2024 AIChE Annual Meeting
Computational Studies of Phase Transformations in Sulfur Cathodes for Li/S Batteries
Lithium/Sulfur (Li/S) batteries are promising high energy density technologies because of the high theoretical specific capacity of S cathodes. However, the complex chemistry of the lithiation (discharge) reactions where Li is stored in Li-S compounds, and the de-lithiation (charge) reactions where Li leaves the Li- S compounds yielding plain sulfur, face significant challenges. Sulfur (S8) is stable at room temperature in a crystal rhombic configuration known as the α-phase. However, other S allotropes can exist as metastable phases at room temperature, such as β (monoclinic) and γ (amorphous). The monoclinic phase can become stable at higher temperatures. The transformation between stable and metastable phases is of interest because each crystalline S structure is also associated with a specific electronic configuration. Since the cathode material requires good electronic conductivity, converting the S electrode material into specific phases that may be better conductors of electrons is of high interest.

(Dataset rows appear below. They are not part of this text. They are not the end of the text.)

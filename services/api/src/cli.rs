use crate::replay::{self, ReplayArgs};
use crate::server;
use clap::{Args, Parser, Subcommand};
use hire_sync::error::AppError;

#[derive(Parser, Debug)]
#[command(
    name = "Pinpoint to HiBob hire sync",
    about = "Turn Pinpoint hire webhooks into HiBob employee records",
    version
)]
struct Cli {
    #[command(subcommand)]
    command: Option<Command>,
}

#[derive(Subcommand, Debug)]
enum Command {
    /// Start the HTTP service (default command)
    Serve(ServeArgs),
    /// Run the hire sync once for an application, bypassing the webhook
    Replay(ReplayArgs),
}

#[derive(Args, Debug, Default)]
pub(crate) struct ServeArgs {
    /// Override the configured host for the HTTP server
    #[arg(long)]
    pub(crate) host: Option<String>,
    /// Override the configured port for the HTTP server
    #[arg(long)]
    pub(crate) port: Option<u16>,
}

pub(crate) async fn run() -> Result<(), AppError> {
    let cli = Cli::parse();
    let command = cli
        .command
        .unwrap_or_else(|| Command::Serve(ServeArgs::default()));

    match command {
        Command::Serve(args) => server::run(args).await,
        Command::Replay(args) => replay::run(args).await,
    }
}
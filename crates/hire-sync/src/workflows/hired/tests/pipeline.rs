use super::common::*;
use std::sync::Arc;

use crate::workflows::hired::domain::{ApplicationId, DataIntegrityError, EmployeeId, HireEvent};
use crate::workflows::hired::gateway::{
    ApplicationComment, EmployeeWork, IntegrationError, NewEmployee, SharedDocument,
    UpstreamError,
};
use crate::workflows::hired::pipeline::{
    EmployeePolicy, HirePipeline, PipelineRun, RunState, Stage,
};

fn expected_employee() -> NewEmployee {
    NewEmployee {
        first_name: "Ada".to_string(),
        surname: "Lovelace".to_string(),
        email: "ada@example.com".to_string(),
        work: EmployeeWork {
            site: "New York (Demo)".to_string(),
            start_date: start_date(),
        },
    }
}

fn expected_cv() -> SharedDocument {
    SharedDocument {
        document_name: "cv.pdf".to_string(),
        document_url: "https://files/cv.pdf".to_string(),
    }
}

#[tokio::test]
async fn successful_run_threads_state_through_every_stage() {
    let log = CallLog::default();
    let pipeline = healthy_pipeline(&log);

    let run = pipeline.run(hire_event()).await;

    assert!(run.succeeded());
    assert_eq!(run.state(), RunState::Commented);
    assert!(run.errors().is_empty());
    assert_eq!(run.employee_id(), Some(&EmployeeId("emp-7".to_string())));
    assert_eq!(
        run.applicant_record().map(|record| record.email()),
        Some("ada@example.com")
    );

    assert_eq!(
        calls(&log),
        vec![
            Call::Fetch("42".to_string()),
            Call::CreateEmployee(expected_employee()),
            Call::UploadDocument("emp-7".to_string(), expected_cv()),
            Call::Comment(ApplicationComment {
                application_id: ApplicationId("42".to_string()),
                body_text: "Record created with ID: emp-7".to_string(),
            }),
        ]
    );
}

#[tokio::test]
async fn successful_run_creates_exactly_one_employee() {
    let log = CallLog::default();
    let pipeline = healthy_pipeline(&log);

    let run = pipeline.run(hire_event()).await;

    assert!(run.succeeded());
    assert_eq!(creation_count(&log), 1);
}

#[tokio::test]
async fn fetch_failure_makes_no_hr_calls() {
    let log = CallLog::default();
    let pipeline = pipeline(
        FakeSource::new(&log, ada_resource()).failing_fetch(not_found()),
        FakeSink::new(&log),
    );

    let run = pipeline.run(hire_event()).await;

    assert_eq!(run.state(), RunState::Failed(Stage::Fetch));
    assert_eq!(calls(&log), vec![Call::Fetch("42".to_string())]);
    assert!(run.applicant_record().is_none());
    assert!(run.employee_id().is_none());

    let errors = run.errors();
    assert_eq!(errors.len(), 1);
    assert_eq!(errors[0].stage, Stage::Fetch);
    match &errors[0].cause {
        IntegrationError::Upstream(error @ UpstreamError::Fetch { .. }) => {
            assert_eq!(error.status(), Some(404));
        }
        other => panic!("expected upstream fetch error, got {other:?}"),
    }
}

#[tokio::test]
async fn malformed_application_fails_the_fetch_stage() {
    let log = CallLog::default();
    let pipeline = pipeline(
        FakeSource::new(&log, serde_json::json!({ "id": "42" })),
        FakeSink::new(&log),
    );

    let run = pipeline.run(hire_event()).await;

    assert_eq!(run.failed_stage(), Some(Stage::Fetch));
    assert!(matches!(
        run.errors()[0].cause,
        IntegrationError::DataIntegrity(DataIntegrityError::MalformedRecord(_))
    ));
    assert_eq!(creation_count(&log), 0);
}

#[tokio::test]
async fn create_failure_stops_before_the_cv_upload() {
    let log = CallLog::default();
    let pipeline = pipeline(
        FakeSource::new(&log, ada_resource()),
        FakeSink::new(&log).failing_create(write_rejected("hibob person", 422)),
    );

    let run = pipeline.run(hire_event()).await;

    assert_eq!(run.state(), RunState::Failed(Stage::CreateEmployee));
    assert!(run.employee_id().is_none());
    assert_eq!(
        calls(&log),
        vec![
            Call::Fetch("42".to_string()),
            Call::CreateEmployee(expected_employee()),
        ]
    );
}

#[tokio::test]
async fn upload_failure_halts_before_commenting() {
    let log = CallLog::default();
    let pipeline = pipeline(
        FakeSource::new(&log, ada_resource()),
        FakeSink::new(&log).failing_upload(write_rejected("hibob shared document", 404)),
    );

    let run = pipeline.run(hire_event()).await;

    assert_eq!(run.state(), RunState::Failed(Stage::UploadCv));
    assert_eq!(run.errors().len(), 1);
    assert_eq!(run.errors()[0].stage.label(), "upload_cv");
    assert!(!calls(&log)
        .iter()
        .any(|call| matches!(call, Call::Comment(_))));
    // The employee created upstream is left in place.
    assert_eq!(run.employee_id(), Some(&EmployeeId("emp-7".to_string())));
}

#[tokio::test]
async fn missing_cv_fails_the_upload_stage() {
    let log = CallLog::default();
    let pipeline = pipeline(
        FakeSource::new(&log, resource_without_cv()),
        FakeSink::new(&log),
    );

    let run = pipeline.run(hire_event()).await;

    assert_eq!(run.state(), RunState::Failed(Stage::UploadCv));
    assert_eq!(
        run.errors()[0].cause,
        IntegrationError::DataIntegrity(DataIntegrityError::MissingCvAttachment {
            application_id: ApplicationId("42".to_string()),
        })
    );
    let recorded = calls(&log);
    assert_eq!(recorded.len(), 2);
    assert!(matches!(recorded[1], Call::CreateEmployee(_)));
}

#[tokio::test]
async fn cv_without_url_fails_the_upload_stage_without_a_call() {
    let log = CallLog::default();
    let mut resource = ada_resource();
    resource["attributes"]["attachments"][0]["url"] = serde_json::Value::Null;
    let pipeline = pipeline(FakeSource::new(&log, resource), FakeSink::new(&log));

    let run = pipeline.run(hire_event()).await;

    assert_eq!(run.state(), RunState::Failed(Stage::UploadCv));
    assert!(matches!(
        run.errors()[0].cause,
        IntegrationError::DataIntegrity(DataIntegrityError::MalformedRecord(_))
    ));
    assert!(!calls(&log)
        .iter()
        .any(|call| matches!(call, Call::UploadDocument(..))));
}

#[tokio::test]
async fn comment_failure_is_tagged_update_application() {
    let log = CallLog::default();
    let pipeline = pipeline(
        FakeSource::new(&log, ada_resource())
            .failing_comment(write_rejected("pinpoint comment on application 42", 500)),
        FakeSink::new(&log),
    );

    let run = pipeline.run(hire_event()).await;

    assert_eq!(run.failed_stage(), Some(Stage::UpdateApplication));
    assert_eq!(run.errors().len(), 1);
    assert!(run.errors()[0]
        .message
        .starts_with("commenting on the Pinpoint application failed"));
    assert_eq!(calls(&log).len(), 4);
}

#[tokio::test]
async fn replaying_an_event_creates_a_second_employee() {
    let log = CallLog::default();
    let pipeline = healthy_pipeline(&log);

    let first = pipeline.run(hire_event()).await;
    let second = pipeline.run(hire_event()).await;

    assert!(first.succeeded() && second.succeeded());
    assert_eq!(creation_count(&log), 2);
    assert_ne!(first.employee_id(), second.employee_id());
}

#[tokio::test]
async fn policy_values_flow_into_the_employee_request() {
    let log = CallLog::default();
    let start = chrono::NaiveDate::from_ymd_opt(2027, 1, 4).expect("valid date");
    let policy = EmployeePolicy::new("London", start).with_email_override("sandbox@example.com");
    let pipeline = HirePipeline::new(
        Arc::new(FakeSource::new(&log, ada_resource())),
        Arc::new(FakeSink::new(&log)),
        policy,
    );

    pipeline.run(hire_event()).await;

    let created = calls(&log)
        .into_iter()
        .find_map(|call| match call {
            Call::CreateEmployee(employee) => Some(employee),
            _ => None,
        })
        .expect("employee created");
    assert_eq!(created.email, "sandbox@example.com");
    assert_eq!(created.work.site, "London");
    assert_eq!(created.work.start_date, start);
}

#[tokio::test]
async fn stages_check_their_preconditions() {
    let log = CallLog::default();
    let pipeline = healthy_pipeline(&log);
    let mut run = PipelineRun::new(&hire_event());

    assert_eq!(
        pipeline.create_employee(&mut run).await,
        Err(IntegrationError::DataIntegrity(
            DataIntegrityError::ApplicantNotFetched
        ))
    );

    pipeline
        .fetch_application(&mut run)
        .await
        .expect("fetch succeeds");
    assert_eq!(
        pipeline.upload_cv(&mut run).await,
        Err(IntegrationError::DataIntegrity(
            DataIntegrityError::EmployeeNotCreated
        ))
    );
    assert_eq!(
        pipeline.update_application(&mut run).await,
        Err(IntegrationError::DataIntegrity(
            DataIntegrityError::EmployeeNotCreated
        ))
    );
    assert_eq!(creation_count(&log), 0);
}

#[tokio::test]
async fn terminal_runs_do_not_advance() {
    let log = CallLog::default();
    let pipeline = healthy_pipeline(&log);

    let mut run = pipeline.run(HireEvent::new("42")).await;
    let before = calls(&log).len();

    assert!(!pipeline.advance(&mut run).await);
    assert_eq!(calls(&log).len(), before);
    assert_eq!(run.state(), RunState::Commented);
}

#[tokio::test]
async fn summary_reports_failed_stage() {
    let log = CallLog::default();
    let pipeline = pipeline(
        FakeSource::new(&log, resource_without_cv()),
        FakeSink::new(&log),
    );

    let run = pipeline.run(hire_event()).await;
    let summary = serde_json::to_value(run.summary()).expect("summary serializes");

    assert_eq!(summary["application_id"], "42");
    assert_eq!(summary["state"], "failed");
    assert_eq!(summary["failed_stage"], "upload_cv");
    assert_eq!(summary["employee_id"], "emp-7");
    assert_eq!(summary["errors"][0]["stage"], "upload_cv");
}

#[test]
fn default_policy_starts_thirty_days_out() {
    let today = chrono::NaiveDate::from_ymd_opt(2026, 10, 19).expect("valid date");
    let policy = EmployeePolicy::starting_after(today);

    assert_eq!(policy.site, "New York (Demo)");
    assert_eq!(
        policy.start_date,
        chrono::NaiveDate::from_ymd_opt(2026, 11, 18).expect("valid date")
    );
}

#[test]
fn states_map_to_their_next_stage() {
    assert_eq!(RunState::Start.next_stage(), Some(Stage::Fetch));
    assert_eq!(RunState::Fetched.next_stage(), Some(Stage::CreateEmployee));
    assert_eq!(RunState::EmployeeCreated.next_stage(), Some(Stage::UploadCv));
    assert_eq!(
        RunState::CvUploaded.next_stage(),
        Some(Stage::UpdateApplication)
    );
    assert_eq!(RunState::Commented.next_stage(), None);
    assert_eq!(RunState::Failed(Stage::Fetch).next_stage(), None);
}
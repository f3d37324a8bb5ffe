use std::sync::atomic::{AtomicU64, Ordering};
use std::sync::{Arc, Mutex};

use async_trait::async_trait;
use chrono::NaiveDate;
use serde_json::{json, Value};

use crate::workflows::hired::domain::{ApplicantRecord, ApplicationId, EmployeeId, HireEvent};
use crate::workflows::hired::gateway::{
    ApplicantSource, ApplicationComment, HrSink, IntegrationError, NewEmployee, SharedDocument,
    UpstreamError, UpstreamFailure,
};
use crate::workflows::hired::pipeline::{EmployeePolicy, HirePipeline};

#[derive(Debug, Clone, PartialEq, Eq)]
pub(super) enum Call {
    Fetch(String),
    CreateEmployee(NewEmployee),
    UploadDocument(String, SharedDocument),
    Comment(ApplicationComment),
}

pub(super) type CallLog = Arc<Mutex<Vec<Call>>>;

pub(super) fn calls(log: &CallLog) -> Vec<Call> {
    log.lock().expect("call log poisoned").clone()
}

pub(super) fn creation_count(log: &CallLog) -> usize {
    calls(log)
        .iter()
        .filter(|call| matches!(call, Call::CreateEmployee(_)))
        .count()
}

pub(super) fn start_date() -> NaiveDate {
    NaiveDate::from_ymd_opt(2026, 11, 2).expect("valid date")
}

pub(super) fn policy() -> EmployeePolicy {
    EmployeePolicy::new("New York (Demo)", start_date())
}

pub(super) fn hire_event() -> HireEvent {
    HireEvent::new("42")
}

/// Application resource as Pinpoint returns it under `data`.
pub(super) fn ada_resource() -> Value {
    json!({
        "id": "42",
        "type": "applications",
        "attributes": {
            "first_name": "Ada",
            "last_name": "Lovelace",
            "email": "ada@example.com",
            "attachments": [
                {
                    "context": "pdf_cv",
                    "filename": "cv.pdf",
                    "url": "https://files/cv.pdf"
                }
            ]
        }
    })
}

pub(super) fn resource_without_cv() -> Value {
    let mut resource = ada_resource();
    resource["attributes"]["attachments"] = json!([
        {
            "context": "cover_letter",
            "filename": "letter.pdf",
            "url": "https://files/letter.pdf"
        }
    ]);
    resource
}

pub(super) fn not_found() -> UpstreamError {
    UpstreamError::Fetch {
        resource: "pinpoint application 42".to_string(),
        failure: UpstreamFailure::Status {
            status: 404,
            body: r#"{"errors":[{"title":"Not Found"}]}"#.to_string(),
        },
    }
}

pub(super) fn write_rejected(resource: &str, status: u16) -> UpstreamError {
    UpstreamError::Write {
        resource: resource.to_string(),
        failure: UpstreamFailure::Status {
            status,
            body: "rejected".to_string(),
        },
    }
}

pub(super) struct FakeSource {
    log: CallLog,
    resource: Value,
    fetch_failure: Option<UpstreamError>,
    comment_failure: Option<UpstreamError>,
}

impl FakeSource {
    pub(super) fn new(log: &CallLog, resource: Value) -> Self {
        Self {
            log: log.clone(),
            resource,
            fetch_failure: None,
            comment_failure: None,
        }
    }

    pub(super) fn failing_fetch(mut self, error: UpstreamError) -> Self {
        self.fetch_failure = Some(error);
        self
    }

    pub(super) fn failing_comment(mut self, error: UpstreamError) -> Self {
        self.comment_failure = Some(error);
        self
    }
}

#[async_trait]
impl ApplicantSource for FakeSource {
    async fn fetch_application(
        &self,
        application_id: &ApplicationId,
    ) -> Result<ApplicantRecord, IntegrationError> {
        self.log
            .lock()
            .expect("call log poisoned")
            .push(Call::Fetch(application_id.0.clone()));
        if let Some(error) = &self.fetch_failure {
            return Err(error.clone().into());
        }
        Ok(ApplicantRecord::from_resource(self.resource.clone())?)
    }

    async fn post_comment(&self, comment: &ApplicationComment) -> Result<(), UpstreamError> {
        self.log
            .lock()
            .expect("call log poisoned")
            .push(Call::Comment(comment.clone()));
        match &self.comment_failure {
            Some(error) => Err(error.clone()),
            None => Ok(()),
        }
    }
}

/// Hands out `emp-7`, `emp-8`, ... so repeated creations stay distinguishable.
pub(super) struct FakeSink {
    log: CallLog,
    next_id: AtomicU64,
    create_failure: Option<UpstreamError>,
    upload_failure: Option<UpstreamError>,
}

impl FakeSink {
    pub(super) fn new(log: &CallLog) -> Self {
        Self {
            log: log.clone(),
            next_id: AtomicU64::new(7),
            create_failure: None,
            upload_failure: None,
        }
    }

    pub(super) fn failing_create(mut self, error: UpstreamError) -> Self {
        self.create_failure = Some(error);
        self
    }

    pub(super) fn failing_upload(mut self, error: UpstreamError) -> Self {
        self.upload_failure = Some(error);
        self
    }
}

#[async_trait]
impl HrSink for FakeSink {
    async fn create_employee(&self, employee: &NewEmployee) -> Result<EmployeeId, UpstreamError> {
        self.log
            .lock()
            .expect("call log poisoned")
            .push(Call::CreateEmployee(employee.clone()));
        if let Some(error) = &self.create_failure {
            return Err(error.clone());
        }
        let id = self.next_id.fetch_add(1, Ordering::Relaxed);
        Ok(EmployeeId(format!("emp-{id}")))
    }

    async fn upload_shared_document(
        &self,
        employee_id: &EmployeeId,
        document: &SharedDocument,
    ) -> Result<(), UpstreamError> {
        self.log
            .lock()
            .expect("call log poisoned")
            .push(Call::UploadDocument(employee_id.0.clone(), document.clone()));
        match &self.upload_failure {
            Some(error) => Err(error.clone()),
            None => Ok(()),
        }
    }
}

pub(super) fn pipeline(source: FakeSource, sink: FakeSink) -> HirePipeline<FakeSource, FakeSink> {
    HirePipeline::new(Arc::new(source), Arc::new(sink), policy())
}

/// Pipeline over a healthy source/sink pair sharing `log`.
pub(super) fn healthy_pipeline(log: &CallLog) -> HirePipeline<FakeSource, FakeSink> {
    pipeline(FakeSource::new(log, ada_resource()), FakeSink::new(log))
}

Here we use classical molecular dynamics (MD) and a temperature ramp in a low T range to investigate sulfur phase transitions at solid-solid interfaces, and in a higher T range we evaluate solid to liquid transitions such as b → disordered → liquid, or a → b → liquid. During the temperature ramp, we select trajectory frames to perform theoretical X Ray diffraction (XRD) analyses that can help determine the establishment of a new phase.